WHAT YOU WILL DO — The expected output is every line from the one containing "The passes run" to the end of the data below, exactly, and no other line.

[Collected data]

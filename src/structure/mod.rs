//! Structural inference passes.
//!
//! The passes run in a fixed order over one document:
//!
//! 1. [`prune`]: drop nodes excluded from online builds
//! 2. [`rank`]: assign a [`Rank`](crate::model::Rank) to every
//!    document-structure element
//! 3. [`annotate`]: ids, default titles, numbering, index terms, image checks
//! 4. [`toc`]: build the table of contents and decide page boundaries
//! 5. [`topology`]: check the TOC against the document
//! 6. [`navigation`]: simple navigation mode, and the queries the rendering
//!    side uses to link pages
//!
//! Each pass only reads what the earlier ones wrote. [`crate::analyze`] runs
//! them all.

pub mod annotate;
pub mod index_terms;
pub mod navigation;
pub mod numbering;
pub mod outline;
pub mod prune;
pub mod rank;
pub mod toc;
pub mod topology;

pub use annotate::{Annotator, KeepTables, TableNormalizer};
pub use index_terms::{Collator, IndexTermIndex, SecondaryTerm};
pub use outline::{Outline, OutlineEntry};
pub use toc::{TocId, TocNode, TocTree};

use crate::dom::{Document, NodeId};
use crate::model::DocKind;

/// Whether the node sits inside a preface-like element, whose descendants
/// are never numbered and never get files of their own.
pub(crate) fn has_preface_like_ancestor(doc: &Document, node: NodeId) -> bool {
    doc.ancestors(node)
        .any(|a| doc.kind(a).doc_kind().is_some_and(DocKind::is_preface_like))
}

THE COMPLETED TASK —
//! The passes run in a fixed order over one document:
//!
//! 1. [`prune`]: drop nodes excluded from online builds
//! 2. [`rank`]: assign a [`Rank`](crate::model::Rank) to every
//!    document-structure element
//! 3. [`annotate`]: ids, default titles, numbering, index terms, image checks
//! 4. [`toc`]: build the table of contents and decide page boundaries
//! 5. [`topology`]: check the TOC against the document
//! 6. [`navigation`]: simple navigation mode, and the queries the rendering
//!    side uses to link pages
//!
//! Each pass only reads what the earlier ones wrote. [`crate::analyze`] runs
//! them all.

pub mod annotate;
pub mod index_terms;
pub mod navigation;
pub mod numbering;
pub mod outline;
pub mod prune;
pub mod rank;
pub mod toc;
pub mod topology;

pub use annotate::{Annotator, KeepTables, TableNormalizer};
pub use index_terms::{Collator, IndexTermIndex, SecondaryTerm};
pub use outline::{Outline, OutlineEntry};
pub use toc::{TocId, TocNode, TocTree};

use crate::dom::{Document, NodeId};
use crate::model::DocKind;

/// Whether the node sits inside a preface-like element, whose descendants
/// are never numbered and never get files of their own.
pub(crate) fn has_preface_like_ancestor(doc: &Document, node: NodeId) -> bool {
    doc.ancestors(node)
        .any(|a| doc.kind(a).doc_kind().is_some_and(DocKind::is_preface_like))
}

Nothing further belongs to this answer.